Due to the great heterogeneity with regard to animal species, forms of leishmaniasis (CL vs VL) and sample types, no pooled analysis was conducted.

Analysis of LAMP performance using SROC curves

Based on the subgroups, where similar studies such as LAMP used blood samples for diagnosis of VL compared to microscopy, analyses using SROC curves were performed. The SROC curves for different sample types comparing LAMP with microscopy and PCR are shown in Fig. 5. The AUC values are 0.973 (subgroup 1), 0.960 (subgroup 2), 0.881 (subgroup 4) and 0.964 (subgroup 5), indicating that LAMP is a highly sensitive and specific diagnostic test for VL, PKDL and CL.

Fig. 5
figure 5

SROC curves. Comparison of LAMP with microscopy (a) and PCR (b) for VL diagnosis, and microscopy (c) and PCR (d) for CL diagnosis, using SROC curves. Arrows represent the single study data, and circles indicate summary estimates with 95% confidence regions

Discussion

Leishmaniasis is considered a neglected tropical disease with various clinical manifestations endemic in more than 80 countries. Early diagnosis and treatment is not only of utmost importance for the individual but also for the community as key components of leishmaniasis control [123]. Since its invention, LAMP, a modification of the PCR protocol, has been described as a very robust and specific molecular diagnostic method due to the primer and amplification structure used [56]. General advantages further include easy readout methods through visibility of reaction by-products such as turbidity [65], or addition of different dyes [69, 101, 103].

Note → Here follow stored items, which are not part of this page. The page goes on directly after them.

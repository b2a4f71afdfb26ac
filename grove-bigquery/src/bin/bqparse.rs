//! Command-line front end for the BigQuery grammar.
//!
//! `bqparse parse -i FILE` prints the syntax tree of a SQL file as an
//! S-expression. `bqparse tables` and `bqparse conflicts` dump what the
//! grammar compiler produced, for debugging the grammar itself.

#[cfg(feature = "cli")]
mod real {
    use anyhow::{Context, Result, bail};
    use clap::{Parser as ClapParser, Subcommand};
    use grove::Parser;
    use grove_gen::lr::{first_sets, follow_sets};
    use grove_gen::report::{write_conflicts, write_fstflw, write_prods, write_set, write_table};
    use grove_gen::{CompileOptions, TableKind, compile};
    use std::io::{self, Write};
    use std::path::PathBuf;

    #[derive(ClapParser)]
    #[command(about = "Parse BigQuery SQL and inspect the compiled grammar")]
    struct Args {
        /// Enable debug logging (off by default).
        #[arg(short = 'd', long, global = true)]
        debug: bool,

        #[command(subcommand)]
        command: Command,
    }

    #[derive(Subcommand)]
    enum Command {
        /// Print the syntax tree of a SQL file
        Parse {
            /// Path to the SQL file
            #[arg(short = 'i', long)]
            input: PathBuf,

            /// Also print parser and lexer statistics
            #[arg(short = 's', long)]
            stats: bool,
        },
        /// Dump productions, item sets, FIRST/FOLLOW sets and the parse table
        Tables {
            /// Build SLR(1) instead of LALR(1) tables
            #[arg(long)]
            slr: bool,
        },
        /// List conflicts left after precedence resolution
        Conflicts {
            /// Build SLR(1) instead of LALR(1) tables
            #[arg(long)]
            slr: bool,
        },
    }

    fn options(slr: bool) -> CompileOptions {
        CompileOptions {
            table: if slr { TableKind::Slr } else { TableKind::Lalr },
            strict: false,
        }
    }

    pub fn main() -> Result<()> {
        let args = Args::parse();
        if args.debug {
            env_logger::Builder::from_default_env()
                .filter_level(log::LevelFilter::Trace)
                .init();
        } else {
            env_logger::init();
        }

        let stdout = io::stdout();
        let mut out = stdout.lock();
        match args.command {
            Command::Parse { input, stats } => {
                let text = std::fs::read(&input)
                    .with_context(|| format!("Failed to read {}", input.display()))?;
                let language = grove_bigquery::language()?;
                let mut parser = Parser::new();
                parser.set_language(&language)?;
                let tree = parser.parse(&text, None)?;
                writeln!(out, "{}", tree.to_sexp())?;
                if stats {
                    writeln!(out, "{:?}", parser.stats())?;
                    writeln!(out, "{:?}", parser.lexer_stats())?;
                }
                if tree.root_node().has_error() {
                    bail!("{}: syntax errors found", input.display());
                }
            }
            Command::Tables { slr } => {
                let compiled = compile(&grove_bigquery::grammar(), &options(slr))?;
                let grammar = &compiled.grammar;
                let tokens = grammar.symbol_names();
                let prods = grammar.prods();
                let n_nonterm = grammar.nonterminal_count;
                let n_term = grammar.terminal_count();
                let (first, nullable) = first_sets(&prods, n_nonterm, n_term);
                let follow = follow_sets(&prods, n_nonterm, n_term, 0, &first, &nullable);

                write_prods(&mut out, &prods, &tokens)?;
                writeln!(out)?;
                write_set(&mut out, &compiled.automaton, &prods, &tokens)?;
                write_fstflw(&mut out, &first, Some(&nullable), &tokens)?;
                writeln!(out)?;
                write_fstflw(&mut out, &follow, None, &tokens)?;
                writeln!(out)?;
                write_table(&mut out, &compiled.table, &tokens)?;
                writeln!(out)?;
                write_conflicts(&mut out, grammar, &compiled.conflicts)?;
            }
            Command::Conflicts { slr } => {
                let compiled = compile(&grove_bigquery::grammar(), &options(slr))?;
                write_conflicts(&mut out, &compiled.grammar, &compiled.conflicts)?;
            }
        }
        Ok(())
    }
}

#[cfg(feature = "cli")]
fn main() -> anyhow::Result<()> {
    real::main()
}

#[cfg(not(feature = "cli"))]
fn main() {
    eprintln!("bqparse disabled (compiled without `cli` feature)");
}
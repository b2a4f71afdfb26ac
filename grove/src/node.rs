//! Positioned, read-only views of tree nodes.
//!
//! Hidden nodes (rules whose names start with `_`, auxiliary repetitions) are
//! never exposed: their children are spliced into the parent, and a field
//! attached to a hidden node is inherited by those children.

use crate::cursor::TreeCursor;
use crate::language::{FieldId, Language, Symbol};
use crate::length::{Length, Point, Range};
use crate::subtree::Subtree;
use crate::tree::Tree;
use std::fmt;

/// A syntax node: a subtree together with its absolute position.
#[derive(Clone, Copy)]
pub struct Node<'tree> {
    tree: &'tree Tree,
    subtree: &'tree Subtree,
    /// Absolute start, padding included.
    offset: Length,
}

/// A visible child with its position and field.
#[derive(Clone, Copy, Debug)]
pub(crate) struct Child<'tree> {
    pub subtree: &'tree Subtree,
    pub offset: Length,
    pub field: Option<FieldId>,
}

impl<'tree> Node<'tree> {
    pub(crate) fn new(tree: &'tree Tree, subtree: &'tree Subtree, offset: Length) -> Self {
        Self {
            tree,
            subtree,
            offset,
        }
    }

    pub(crate) fn from_child(tree: &'tree Tree, child: Child<'tree>) -> Self {
        Self::new(tree, child.subtree, child.offset)
    }

    pub fn tree(&self) -> &'tree Tree {
        self.tree
    }

    fn language(&self) -> &'tree Language {
        self.tree.language()
    }

    pub fn kind_id(&self) -> Symbol {
        self.subtree.symbol()
    }

    /// Node type name, e.g. `"select_statement"` or `"("`.
    pub fn kind(&self) -> &'tree str {
        self.language().symbol_name(self.kind_id()).unwrap_or("")
    }

    pub fn is_named(&self) -> bool {
        self.language().symbol_is_named(self.kind_id())
    }

    pub fn is_extra(&self) -> bool {
        self.subtree.is_extra()
    }

    pub fn is_error(&self) -> bool {
        self.subtree.is_error()
    }

    pub fn has_error(&self) -> bool {
        self.subtree.has_error()
    }

    /// Was this node touched by an edit since it was parsed?
    pub fn has_changes(&self) -> bool {
        self.subtree.has_changes()
    }

    fn start(&self) -> Length {
        self.offset + self.subtree.padding()
    }

    fn end(&self) -> Length {
        self.offset + self.subtree.total_size()
    }

    pub fn start_byte(&self) -> usize {
        self.start().bytes
    }

    pub fn end_byte(&self) -> usize {
        self.end().bytes
    }

    pub fn start_position(&self) -> Point {
        self.start().extent
    }

    pub fn end_position(&self) -> Point {
        self.end().extent
    }

    pub fn byte_range(&self) -> std::ops::Range<usize> {
        self.start_byte()..self.end_byte()
    }

    pub fn range(&self) -> Range {
        Range {
            start_byte: self.start_byte(),
            end_byte: self.end_byte(),
            start_point: self.start_position(),
            end_point: self.end_position(),
        }
    }

    /// The source text of this node.
    pub fn utf8_text<'a>(&self, source: &'a [u8]) -> Result<&'a str, std::str::Utf8Error> {
        let end = self.end_byte().min(source.len());
        let start = self.start_byte().min(end);
        std::str::from_utf8(&source[start..end])
    }

    pub(crate) fn visible_children(&self) -> Vec<Child<'tree>> {
        let mut out = Vec::new();
        collect_visible(self.language(), self.subtree, self.offset, None, &mut out);
        out
    }

    pub fn child_count(&self) -> usize {
        self.visible_children().len()
    }

    pub fn child(&self, index: usize) -> Option<Node<'tree>> {
        let child = *self.visible_children().get(index)?;
        Some(Node::from_child(self.tree, child))
    }

    pub fn children(&self) -> impl ExactSizeIterator<Item = Node<'tree>> + use<'tree> {
        let tree = self.tree;
        self.visible_children()
            .into_iter()
            .map(move |c| Node::from_child(tree, c))
    }

    pub fn named_children(&self) -> impl Iterator<Item = Node<'tree>> + use<'tree> {
        self.children().filter(|n| n.is_named())
    }

    pub fn named_child_count(&self) -> usize {
        self.named_children().count()
    }

    pub fn named_child(&self, index: usize) -> Option<Node<'tree>> {
        self.named_children().nth(index)
    }

    pub fn child_by_field_name(&self, name: &str) -> Option<Node<'tree>> {
        let id = self.language().field_id_for_name(name)?;
        self.child_by_field_id(id)
    }

    pub fn child_by_field_id(&self, id: FieldId) -> Option<Node<'tree>> {
        let child = self
            .visible_children()
            .into_iter()
            .find(|c| c.field == Some(id))?;
        Some(Node::from_child(self.tree, child))
    }

    pub fn children_by_field_name(&self, name: &str) -> Vec<Node<'tree>> {
        let Some(id) = self.language().field_id_for_name(name) else {
            return Vec::new();
        };
        let tree = self.tree;
        self.visible_children()
            .into_iter()
            .filter(|c| c.field == Some(id))
            .map(|c| Node::from_child(tree, c))
            .collect()
    }

    pub fn field_name_for_child(&self, index: usize) -> Option<&'tree str> {
        let field = self.visible_children().get(index)?.field?;
        self.language().field_name_for_id(field)
    }

    /// Same subtree at the same position.
    fn is_same(&self, other: &Node<'_>) -> bool {
        self.subtree.ptr_eq(other.subtree) && self.offset.bytes == other.offset.bytes
    }

    /// The visible children of this node's parent and its index among them.
    ///
    /// Descends from the root, building each level's child list once.
    fn locate(&self) -> Option<(Node<'tree>, Vec<Child<'tree>>, usize)> {
        let mut parent = self.tree.root_node();
        if parent.is_same(self) {
            return None;
        }
        let (start, end) = (self.offset.bytes, self.end_byte());
        loop {
            let children = parent.visible_children();
            if let Some(index) = children
                .iter()
                .position(|c| c.subtree.ptr_eq(self.subtree) && c.offset.bytes == start)
            {
                return Some((parent, children, index));
            }
            let next = children.iter().find(|c| {
                c.subtree.child_count() > 0
                    && c.offset.bytes <= start
                    && end <= (c.offset + c.subtree.total_size()).bytes
            })?;
            parent = Node::from_child(self.tree, *next);
        }
    }

    pub fn parent(&self) -> Option<Node<'tree>> {
        self.locate().map(|(parent, _, _)| parent)
    }

    pub fn next_sibling(&self) -> Option<Node<'tree>> {
        let (_, siblings, index) = self.locate()?;
        let child = *siblings.get(index + 1)?;
        Some(Node::from_child(self.tree, child))
    }

    pub fn prev_sibling(&self) -> Option<Node<'tree>> {
        let (_, siblings, index) = self.locate()?;
        let child = *siblings.get(index.checked_sub(1)?)?;
        Some(Node::from_child(self.tree, child))
    }

    pub fn next_named_sibling(&self) -> Option<Node<'tree>> {
        let (_, siblings, index) = self.locate()?;
        siblings[index + 1..]
            .iter()
            .map(|c| Node::from_child(self.tree, *c))
            .find(|n| n.is_named())
    }

    pub fn prev_named_sibling(&self) -> Option<Node<'tree>> {
        let (_, siblings, index) = self.locate()?;
        siblings[..index]
            .iter()
            .rev()
            .map(|c| Node::from_child(self.tree, *c))
            .find(|n| n.is_named())
    }

    /// Nodes from `self` down to the smallest one spanning `start..end`.
    fn path_to_range(&self, start: usize, end: usize) -> Vec<Node<'tree>> {
        let mut path = vec![*self];
        let mut node = *self;
        'descend: loop {
            for child in node.children() {
                if child.start_byte() <= start && end <= child.end_byte() {
                    if child.is_same(&node) {
                        break;
                    }
                    path.push(child);
                    node = child;
                    continue 'descend;
                }
            }
            return path;
        }
    }

    /// Smallest node spanning `start..end`.
    pub fn descendant_for_byte_range(&self, start: usize, end: usize) -> Option<Node<'tree>> {
        if start < self.start_byte() || end > self.end_byte() {
            return None;
        }
        self.path_to_range(start, end).pop()
    }

    /// Smallest named node spanning `start..end`.
    ///
    /// Falls back to ancestors above `self` when nothing below it is named.
    pub fn named_descendant_for_byte_range(&self, start: usize, end: usize) -> Option<Node<'tree>> {
        if start < self.start_byte() || end > self.end_byte() {
            return None;
        }
        let path = self.path_to_range(start, end);
        if let Some(node) = path.iter().rev().find(|n| n.is_named()) {
            return Some(*node);
        }
        let mut node = self.parent()?;
        while !node.is_named() {
            node = node.parent()?;
        }
        Some(node)
    }

    pub fn walk(&self) -> TreeCursor<'tree> {
        TreeCursor::new(*self)
    }

    /// S-expression of this node and its named descendants, with field names.
    pub fn to_sexp(&self) -> String {
        let mut out = String::new();
        self.write_sexp(&mut out);
        out
    }

    fn write_sexp(&self, out: &mut String) {
        if !self.is_named() {
            out.push_str(&format!("(\"{}\")", self.kind()));
            return;
        }
        out.push('(');
        out.push_str(self.kind());
        for child in self.visible_children() {
            let node = Node::from_child(self.tree, child);
            if !node.is_named() {
                continue;
            }
            out.push(' ');
            if let Some(field) = child.field.and_then(|f| self.language().field_name_for_id(f)) {
                out.push_str(field);
                out.push_str(": ");
            }
            node.write_sexp(out);
        }
        out.push(')');
    }
}

impl PartialEq for Node<'_> {
    fn eq(&self, other: &Self) -> bool {
        std::ptr::eq(self.tree, other.tree) && self.is_same(other)
    }
}

impl Eq for Node<'_> {}

impl fmt::Debug for Node<'_> {
    fn fmt(&self, f: &mut fmt::Formatter<'_>) -> fmt::Result {
        write!(
            f,
            "{{Node {} {} - {}}}",
            self.kind(),
            self.start_position(),
            self.end_position()
        )
    }
}

fn collect_visible<'tree>(
    language: &Language,
    subtree: &'tree Subtree,
    offset: Length,
    inherited: Option<FieldId>,
    out: &mut Vec<Child<'tree>>,
) {
    let production = subtree.production().and_then(|p| language.production(p));
    let mut position = offset;
    let mut structural = 0;
    for child in subtree.children() {
        let field = if child.is_extra() {
            None
        } else {
            let own = production.and_then(|p| p.field_for_child(structural));
            structural += 1;
            own.or(inherited)
        };
        if child.is_error() || language.symbol_is_visible(child.symbol()) {
            out.push(Child {
                subtree: child,
                offset: position,
                field,
            });
        } else if child.child_count() > 0 {
            collect_visible(language, child, position, field, out);
        }
        position = position + child.total_size();
    }
}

In this section, we will discuss characteristics of the included studies and the performance of LAMP for the diagnosis of VL and CL, as well as the observed heterogeneity among the datasets. This is followed by an assessment of the implementability of LAMP in the diagnostic workflow, a brief discussion of the importance of diagnosis of leishmaniasis in animal hosts, and concluded by the study’s strengths and limitations.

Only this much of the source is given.